Stored data entries:
● ● ● ● ● ● ●

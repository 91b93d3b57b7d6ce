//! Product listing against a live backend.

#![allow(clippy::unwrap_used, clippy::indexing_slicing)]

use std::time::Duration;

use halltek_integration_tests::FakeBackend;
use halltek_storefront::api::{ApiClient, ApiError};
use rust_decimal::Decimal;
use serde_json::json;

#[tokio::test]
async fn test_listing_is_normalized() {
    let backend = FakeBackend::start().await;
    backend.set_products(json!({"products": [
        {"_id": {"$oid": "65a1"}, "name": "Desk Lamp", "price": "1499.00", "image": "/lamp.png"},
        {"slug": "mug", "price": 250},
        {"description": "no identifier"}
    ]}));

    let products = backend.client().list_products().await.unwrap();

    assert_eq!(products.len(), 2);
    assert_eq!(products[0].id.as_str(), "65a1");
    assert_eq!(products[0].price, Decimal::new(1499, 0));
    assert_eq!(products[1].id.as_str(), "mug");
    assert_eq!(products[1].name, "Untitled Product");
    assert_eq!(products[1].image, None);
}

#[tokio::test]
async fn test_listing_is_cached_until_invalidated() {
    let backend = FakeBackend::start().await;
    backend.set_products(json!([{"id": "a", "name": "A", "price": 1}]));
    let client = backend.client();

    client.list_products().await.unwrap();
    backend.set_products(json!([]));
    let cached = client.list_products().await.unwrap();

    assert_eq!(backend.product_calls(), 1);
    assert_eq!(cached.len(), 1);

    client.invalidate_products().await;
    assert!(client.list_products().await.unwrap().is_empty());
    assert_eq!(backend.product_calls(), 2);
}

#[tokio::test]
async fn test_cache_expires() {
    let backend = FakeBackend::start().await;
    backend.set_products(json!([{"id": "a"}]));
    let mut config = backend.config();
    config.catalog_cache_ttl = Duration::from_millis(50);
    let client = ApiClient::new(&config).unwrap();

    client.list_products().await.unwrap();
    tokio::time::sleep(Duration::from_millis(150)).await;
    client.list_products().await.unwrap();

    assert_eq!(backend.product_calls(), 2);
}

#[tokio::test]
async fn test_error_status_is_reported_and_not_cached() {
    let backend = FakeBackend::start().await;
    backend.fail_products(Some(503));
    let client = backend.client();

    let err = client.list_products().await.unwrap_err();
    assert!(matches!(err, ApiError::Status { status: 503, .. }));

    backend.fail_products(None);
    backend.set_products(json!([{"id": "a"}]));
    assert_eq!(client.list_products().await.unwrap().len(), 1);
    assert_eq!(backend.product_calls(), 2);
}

● ● ● ● ● ● ●

◆ **Exercise requirements**: Pick out all lines from the data above in which the word "None" appears.

◆ **Output**:
    assert_eq!(products[1].image, None);
    backend.fail_products(None);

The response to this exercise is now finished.